I'd keep feeding in information on cars for sale, movement in prices etc to the ombudsman - you have nothing to lose..


----------



## andy665

tmitch45 said:


> I thought GAP insurance was only to top your insurance up to the original price you paid for your car. In the event of a write off and you haven't got GAP my understanding is that your insurance pay out a fair amount for you to go out and buy a car of the same model, spec, age, miles and condition. Unfortunately my Focus ST was written off many years ago and my settlement would have given me the option to buy a like for like car of the same age etc.


That's the most basic form of GAP, most policies are now RTI (Return to Invoice) which puts you back in the same financial position as the day you originally bought the car, some policies now extend these even further and will pay out more than you originally paid to take in to account inflation.

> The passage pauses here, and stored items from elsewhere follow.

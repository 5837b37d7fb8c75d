//! Event Registry
//!
//! Priority-ordered listener table per event name. Listener resolution is
//! deferred to dispatch time by design: an entry that is never triggered is
//! never validated, so a listener referencing an unknown service only fails
//! when its event actually fires.

use std::collections::HashMap;

use tracing::warn;

use ign_domain::constants::{DEFAULT_LISTENER_METHOD, SERVICE_REF_PREFIX};
use ign_domain::{Error, Result};

use crate::resolver::{ArgumentResolver, ResolvedArg};

/// One registered listener binding
#[derive(Debug, Clone)]
pub struct ListenerEntry {
    /// Service reference as configured, `@` prefix included when given
    pub service: String,
    /// Method to invoke on the resolved service
    pub method: String,
    /// Higher priorities fire first
    pub priority: i32,
}

/// What to do when a listener invocation fails mid-dispatch
///
/// Bootstrap events are bootstrap-critical, so the default is fail-fast.
#[derive(Debug, Clone, Copy, Default, PartialEq, Eq)]
pub enum DispatchPolicy {
    /// Abort remaining dispatch for the event on the first failure
    #[default]
    FailFast,
    /// Log the failure and keep invoking sibling listeners
    ContinueOnError,
}

/// Listener groups keyed by event name, sorted by descending priority
#[derive(Debug, Default)]
pub struct EventRegistry {
    listeners: HashMap<String, Vec<ListenerEntry>>,
    policy: DispatchPolicy,
}

impl EventRegistry {
    /// Create a registry with the fail-fast dispatch policy
    pub fn new() -> Self {
        Self::default()
    }

    /// Create a registry with an explicit dispatch policy
    pub fn with_policy(policy: DispatchPolicy) -> Self {
        Self {
            policy,
            ..Self::default()
        }
    }

    /// Append a listener to the event's group and re-sort it
    ///
    /// The sort is stable: entries of equal priority keep their registration
    /// order. `method` defaults to `handle_event` when absent. No validation
    /// happens here.
    pub fn register(
        &mut self,
        event: impl Into<String>,
        service_ref: impl Into<String>,
        method: Option<&str>,
        priority: i32,
    ) {
        let group = self.listeners.entry(event.into()).or_default();
        group.push(ListenerEntry {
            service: service_ref.into(),
            method: method.unwrap_or(DEFAULT_LISTENER_METHOD).to_string(),
            priority,
        });
        group.sort_by(|a, b| b.priority.cmp(&a.priority));
    }

    /// The sorted listener group for `event` (empty when none registered)
    pub fn listeners(&self, event: &str) -> &[ListenerEntry] {
        self.listeners.get(event).map_or(&[], Vec::as_slice)
    }

    /// Fire `event`, invoking each listener in sorted order
    ///
    /// Each listener's service is resolved through the service registry and
    /// capability-checked against its class's method table before invocation.
    /// Returns the number of listeners invoked successfully.
    pub fn dispatch(
        &self,
        event: &str,
        args: &[ResolvedArg],
        resolver: &ArgumentResolver<'_>,
    ) -> Result<usize> {
        let Some(group) = self.listeners.get(event) else {
            return Ok(0);
        };

        let mut invoked = 0;
        for entry in group {
            match Self::invoke_listener(event, entry, args, resolver) {
                Ok(()) => invoked += 1,
                Err(err) => match self.policy {
                    DispatchPolicy::FailFast => return Err(err),
                    DispatchPolicy::ContinueOnError => {
                        warn!(
                            event,
                            listener = %entry.service,
                            error = %err,
                            "listener invocation failed, continuing"
                        );
                    }
                },
            }
        }
        Ok(invoked)
    }

    fn invoke_listener(
        event: &str,
        entry: &ListenerEntry,
        args: &[ResolvedArg],
        resolver: &ArgumentResolver<'_>,
    ) -> Result<()> {
        let id = entry
            .service
            .strip_prefix(SERVICE_REF_PREFIX)
            .unwrap_or(&entry.service);

        let handle = resolver.service(id).map_err(|e| {
            Error::dispatch(
                event,
                format!("can not invoke listener service '{id}': {e}"),
            )
        })?;

        if !handle.supports(&entry.method) {
            return Err(Error::dispatch(
                event,
                format!(
                    "listener service '{id}' (class '{}') has no method '{}'",
                    handle.class_name(),
                    entry.method
                ),
            ));
        }

        handle
            .invoke(&entry.method, args)
            .map_err(|e| Error::dispatch(event, e))
    }
}
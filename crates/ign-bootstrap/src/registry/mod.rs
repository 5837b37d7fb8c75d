//! Class Registry System
//!
//! The reflection-equivalent of the bootstrap: a compile-time registry of
//! named factory functions, one per constructible class. Uses the `linkme`
//! crate so classes register themselves and the engine discovers them at
//! runtime without knowing any concrete type.
//!
//! ## Registration flow
//!
//! ```text
//! 1. Class defines:   #[linkme::distributed_slice(SERVICE_CLASSES)]
//!                     static ENTRY: ServiceClassEntry = ...
//!                           ↓
//! 2. Registry holds:  pub static SERVICE_CLASSES: [ServiceClassEntry] = [..]
//!                           ↓
//! 3. Engine queries:  lookup_service_class("fixed_retry_policy")
//!                           ↓
//! 4. Config selects:  services.yml: `policy: { class: fixed_retry_policy }`
//! ```
//!
//! ## Registering a service class
//!
//! ```ignore
//! use ign_bootstrap::registry::{SERVICE_CLASSES, ServiceClassEntry, ServiceMethod};
//!
//! #[linkme::distributed_slice(SERVICE_CLASSES)]
//! static FIXED_RETRY_POLICY: ServiceClassEntry = ServiceClassEntry {
//!     name: "fixed_retry_policy",
//!     description: "Retries a fixed number of times",
//!     factory: |args| Ok(Arc::new(FixedRetryPolicy::from_args(args)?)),
//!     methods: &[],
//! };
//! ```
//!
//! Command classes live in a separate slice; presence in [`COMMAND_CLASSES`]
//! is what satisfies the execute capability required at command registration.

pub mod command;
pub mod service;

pub use command::{COMMAND_CLASSES, CommandClassEntry, list_command_classes, lookup_command_class};
pub use service::{
    SERVICE_CLASSES, ServiceClassEntry, ServiceMethod, list_service_classes, lookup_service_class,
};
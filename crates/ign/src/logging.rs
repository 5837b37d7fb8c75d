//! Structured logging with tracing
//!
//! Level comes from configuration unless the `IGN_LOG` environment variable
//! overrides it with a full filter expression.

use tracing::Level;
use tracing_subscriber::EnvFilter;

use ign_domain::{Error, Result};

use crate::constants::LOG_ENV_VAR;
pub use crate::config::LoggingConfig;

/// Initialize logging with the provided configuration
///
/// A second initialization in the same process is a no-op, so embedding
/// applications and tests may call this freely.
pub fn init_logging(config: &LoggingConfig) -> Result<()> {
    // validate the configured level even when IGN_LOG overrides it
    parse_log_level(&config.level)?;
    let filter =
        EnvFilter::try_from_env(LOG_ENV_VAR).unwrap_or_else(|_| EnvFilter::new(&config.level));

    if config.json_format {
        let _ = tracing_subscriber::fmt()
            .json()
            .with_env_filter(filter)
            .with_target(true)
            .try_init();
    } else {
        let _ = tracing_subscriber::fmt()
            .with_env_filter(filter)
            .with_target(true)
            .try_init();
    }
    Ok(())
}

/// Parse a log level string to a tracing Level
pub fn parse_log_level(level: &str) -> Result<Level> {
    match level.to_lowercase().as_str() {
        "trace" => Ok(Level::TRACE),
        "debug" => Ok(Level::DEBUG),
        "info" => Ok(Level::INFO),
        "warn" | "warning" => Ok(Level::WARN),
        "error" => Ok(Level::ERROR),
        _ => Err(Error::configuration(format!(
            "invalid log level: {level}. Use trace, debug, info, warn, or error"
        ))),
    }
}
//! Application configuration
//!
//! Not to be confused with the declarative documents the bootstrap resolves:
//! this is the configuration of the shell itself (name, paths, logging).
//! Sources merge in order - defaults, then a TOML file, then `IGN_`-prefixed
//! environment variables - via Figment.

use std::env;
use std::path::{Path, PathBuf};

use figment::Figment;
use figment::providers::{Env, Format, Serialized, Toml};
use serde::{Deserialize, Serialize};
use tracing::debug;

use ign_bootstrap::DispatchPolicy;
use ign_domain::{Error, Result};

use crate::constants::{
    CONFIG_ENV_PREFIX, DEFAULT_CONFIG_DIR, DEFAULT_CONFIG_FILENAME, DEFAULT_LOG_LEVEL,
    SETTINGS_CANDIDATES, SETTINGS_ENV_VAR,
};

/// Top-level application configuration
#[derive(Debug, Clone, Default, Serialize, Deserialize)]
pub struct AppConfig {
    /// Application identity
    #[serde(default)]
    pub app: AppSection,
    /// Filesystem locations of the declarative documents
    #[serde(default)]
    pub paths: PathsSection,
    /// Logging configuration
    #[serde(default)]
    pub logging: LoggingConfig,
    /// Event dispatch configuration
    #[serde(default)]
    pub events: EventsSection,
}

/// Application name and version
#[derive(Debug, Clone, Serialize, Deserialize)]
pub struct AppSection {
    /// Name shown by the runner's command list
    pub name: String,
    /// Version shown by the runner's command list
    pub version: String,
}

impl Default for AppSection {
    fn default() -> Self {
        Self {
            name: "ign".to_string(),
            version: env!("CARGO_PKG_VERSION").to_string(),
        }
    }
}

/// Where the declarative documents live
#[derive(Debug, Clone, Serialize, Deserialize)]
pub struct PathsSection {
    /// Directory holding contracts/services/events/commands documents
    pub config_dir: PathBuf,
    /// Explicit settings file; when absent, discovery applies
    pub settings_file: Option<PathBuf>,
}

impl Default for PathsSection {
    fn default() -> Self {
        Self {
            config_dir: PathBuf::from(DEFAULT_CONFIG_DIR),
            settings_file: None,
        }
    }
}

/// Logging configuration
#[derive(Debug, Clone, Serialize, Deserialize)]
pub struct LoggingConfig {
    /// Log level: trace, debug, info, warn, or error
    pub level: String,
    /// Emit JSON-formatted log lines
    pub json_format: bool,
}

impl Default for LoggingConfig {
    fn default() -> Self {
        Self {
            level: DEFAULT_LOG_LEVEL.to_string(),
            json_format: false,
        }
    }
}

/// Event dispatch configuration
#[derive(Debug, Clone, Default, Serialize, Deserialize)]
pub struct EventsSection {
    /// What to do when a listener invocation fails mid-dispatch
    pub on_listener_error: ListenerErrorPolicy,
}

/// Config-facing mirror of [`DispatchPolicy`]
#[derive(Debug, Clone, Copy, Default, PartialEq, Eq, Serialize, Deserialize)]
#[serde(rename_all = "snake_case")]
pub enum ListenerErrorPolicy {
    /// Abort remaining dispatch on the first failure
    #[default]
    FailFast,
    /// Log the failure and keep invoking sibling listeners
    ContinueOnError,
}

impl From<ListenerErrorPolicy> for DispatchPolicy {
    fn from(policy: ListenerErrorPolicy) -> Self {
        match policy {
            ListenerErrorPolicy::FailFast => DispatchPolicy::FailFast,
            ListenerErrorPolicy::ContinueOnError => DispatchPolicy::ContinueOnError,
        }
    }
}

/// Configuration loader service
#[derive(Clone, Debug, Default)]
pub struct ConfigLoader {
    config_path: Option<PathBuf>,
}

impl ConfigLoader {
    /// Create a loader that probes `ign.toml` in the working directory
    pub fn new() -> Self {
        Self::default()
    }

    /// Set an explicit configuration file path
    pub fn with_config_path<P: AsRef<Path>>(mut self, path: P) -> Self {
        self.config_path = Some(path.as_ref().to_path_buf());
        self
    }

    /// Load configuration from all sources
    ///
    /// Later sources override earlier ones:
    /// 1. `AppConfig::default()`
    /// 2. TOML configuration file (if it exists)
    /// 3. `IGN_`-prefixed environment variables (e.g. `IGN_LOGGING_LEVEL`)
    pub fn load(&self) -> Result<AppConfig> {
        let mut figment = Figment::new().merge(Serialized::defaults(AppConfig::default()));

        let config_path = self
            .config_path
            .clone()
            .unwrap_or_else(|| PathBuf::from(DEFAULT_CONFIG_FILENAME));
        if config_path.exists() {
            figment = figment.merge(Toml::file(&config_path));
            debug!(path = %config_path.display(), "application config loaded");
        }

        figment = figment.merge(Env::prefixed(&format!("{CONFIG_ENV_PREFIX}_")).split("_"));

        figment.extract().map_err(|e| {
            Error::configuration_with_source("failed to extract application configuration", e)
        })
    }
}

/// Locate the settings file to flatten into the parameter registry
///
/// Precedence: an explicit path from configuration, the `IGN_SETTINGS`
/// environment variable, then `settings.yml` / `settings.yml.dist` under the
/// working directory. Absence is not an error - the settings phase is simply
/// skipped.
pub fn find_settings_file(explicit: Option<&Path>) -> Option<PathBuf> {
    if let Some(path) = explicit {
        return Some(path.to_path_buf());
    }

    if let Ok(path) = env::var(SETTINGS_ENV_VAR) {
        if !path.is_empty() {
            return Some(PathBuf::from(path));
        }
    }

    SETTINGS_CANDIDATES
        .iter()
        .map(PathBuf::from)
        .find(|candidate| candidate.exists())
}
//! Service class registry
//!
//! Each constructible service class contributes one [`ServiceClassEntry`]
//! via `#[linkme::distributed_slice(SERVICE_CLASSES)]`: a factory taking the
//! resolved constructor arguments, plus a static method table used to
//! capability-check configured calls and event listener methods before
//! invocation.

use std::sync::Arc;

use ign_domain::Service;

use crate::resolver::ResolvedArg;

/// One invocable method a service class exposes
///
/// The invoker receives the live service (as `&dyn Service`, to be downcast
/// by the class's own code) and the resolved call arguments. Return values
/// are discarded by the engine.
pub struct ServiceMethod {
    /// Method name as it appears in `calls` and listener definitions
    pub name: &'static str,
    /// Invoker function - downcasts and delegates to the concrete type
    pub invoke: fn(&dyn Service, &[ResolvedArg]) -> Result<(), String>,
}

/// Registry entry for a constructible service class
pub struct ServiceClassEntry {
    /// Unique class name as referenced from service definitions
    pub name: &'static str,
    /// Human-readable description
    pub description: &'static str,
    /// Factory producing an instance from positional resolved arguments
    pub factory: fn(&[ResolvedArg]) -> Result<Arc<dyn Service>, String>,
    /// Methods this class exposes to `calls` and event listeners
    pub methods: &'static [ServiceMethod],
}

impl ServiceClassEntry {
    /// Find a method by name in this class's method table
    pub fn method(&self, name: &str) -> Option<&'static ServiceMethod> {
        self.methods.iter().find(|m| m.name == name)
    }
}

// Auto-collection via linkme distributed slices - classes submit entries at compile time
#[linkme::distributed_slice]
pub static SERVICE_CLASSES: [ServiceClassEntry] = [..];

/// Look up a service class entry by name
pub fn lookup_service_class(name: &str) -> Option<&'static ServiceClassEntry> {
    SERVICE_CLASSES.iter().find(|entry| entry.name == name)
}

/// List all registered service classes as (name, description) pairs
pub fn list_service_classes() -> Vec<(&'static str, &'static str)> {
    SERVICE_CLASSES
        .iter()
        .map(|entry| (entry.name, entry.description))
        .collect()
}
//! Application-level constants

/// Prefix for configuration environment variables (`IGN_LOGGING_LEVEL`, ...)
pub const CONFIG_ENV_PREFIX: &str = "IGN";

/// Environment variable overriding the log filter
pub const LOG_ENV_VAR: &str = "IGN_LOG";

/// Environment variable pointing at the settings file
pub const SETTINGS_ENV_VAR: &str = "IGN_SETTINGS";

/// Application configuration file probed in the working directory
pub const DEFAULT_CONFIG_FILENAME: &str = "ign.toml";

/// Default directory holding the declarative documents
pub const DEFAULT_CONFIG_DIR: &str = "config";

/// Settings files probed under the working directory, in order
pub const SETTINGS_CANDIDATES: [&str; 2] = ["settings.yml", "settings.yml.dist"];

/// Default log level when neither config nor environment says otherwise
pub const DEFAULT_LOG_LEVEL: &str = "info";

/// Declarative document file names under the config directory
pub const CONTRACTS_DOCUMENT: &str = "contracts.yml";
/// Services document file name
pub const SERVICES_DOCUMENT: &str = "services.yml";
/// Events document file name
pub const EVENTS_DOCUMENT: &str = "events.yml";
/// Commands document file name
pub const COMMANDS_DOCUMENT: &str = "commands.yml";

My Leon Cupra is arriving in May and I'm taking out specific GAP cover to cover the PCH agreement and initial rentals - will be about £150 but gives me 2 years complete peace of mind that should the worst happen I will be spared any financial loss


----------



## robertdon777

andy665 said:


> That's the most basic form of GAP, most policies are now RTI (Return to Invoice) which puts you back in the same financial position as the day you originally bought the car, some policies now extend these even further and will pay out more than you originally paid to take in to account inflation.
> 
> My Leon Cupra is arriving in May and I'm taking out specific GAP cover to cover the PCH agreement and initial rentals - will be about £150 but gives me 2 years complete peace of mind that should the worst happen I will be spared any financial loss


Found one from Car2Cover.

Just taken one out for £116

3 years cover, includes all to settle lease finance including the deposit too.

No Brainer for the Mrs Lease motor (2018 Leon Diesel DSG)


----------



## robertdon777

Good luck with your claim Kerr.


----------



## Kerr

I got an email today rejecting my claim.



> I can appreciate and understand what Ms XXXX thinks about the extras improving the value of her car. But, I don't think Admiral has done anything wrong by not considering these extras.
> 
> This is because it's difficult to say what these improvements would have on the value - some buyers may place value on these and others may not. As Ms XXXX Abought the car used it's difficult to know what effect the extras had on the price of her car when she bought it. In any event I think it's likely these extras wouldn't have had too much of an influence on the marketvalue - and if anything, would've meant it would be closer to the valuation price than it could be if it were sold on the open market.
> Ms XXXX has gone to a lot of effort to try and get a similar replacement to the car she had and has struggled to find one around the price Admiral has valued. She says the car is an in demand model which increases the price. She's been looking as far as 300 miles away without
> any luck. This is a key reason why Ms XXXX thinks the valuation is wrong.
> 
> But, market value doesn't mean the same thing as retail value - in many cases this is less than the advertised values of card. It's these higher retail values which is making it difficult for Ms XXXX to find a similar car in the price Admiral have valued. But as Admiral's policy says they'll pay the market value, there's nothing more I can ask them to do as they are doing what they agreed to do under the policy if Ms XXXX's car was ever written off.
> 
> So after considering everything Ms XXXX and Admiral has told me about this complaint, I won't
> be upholding it.


I do agree that optional extras only add value to some people. Some people are willing to pay extra for desirable extras and some aren't.

The point with the Clubman now is if you're not willing to pay a premium for the desirable options you simply won't be able to buy one. The demand is there, and such a small supply of well specced cars, that prices over book price are obtained on every occasion for a nice car.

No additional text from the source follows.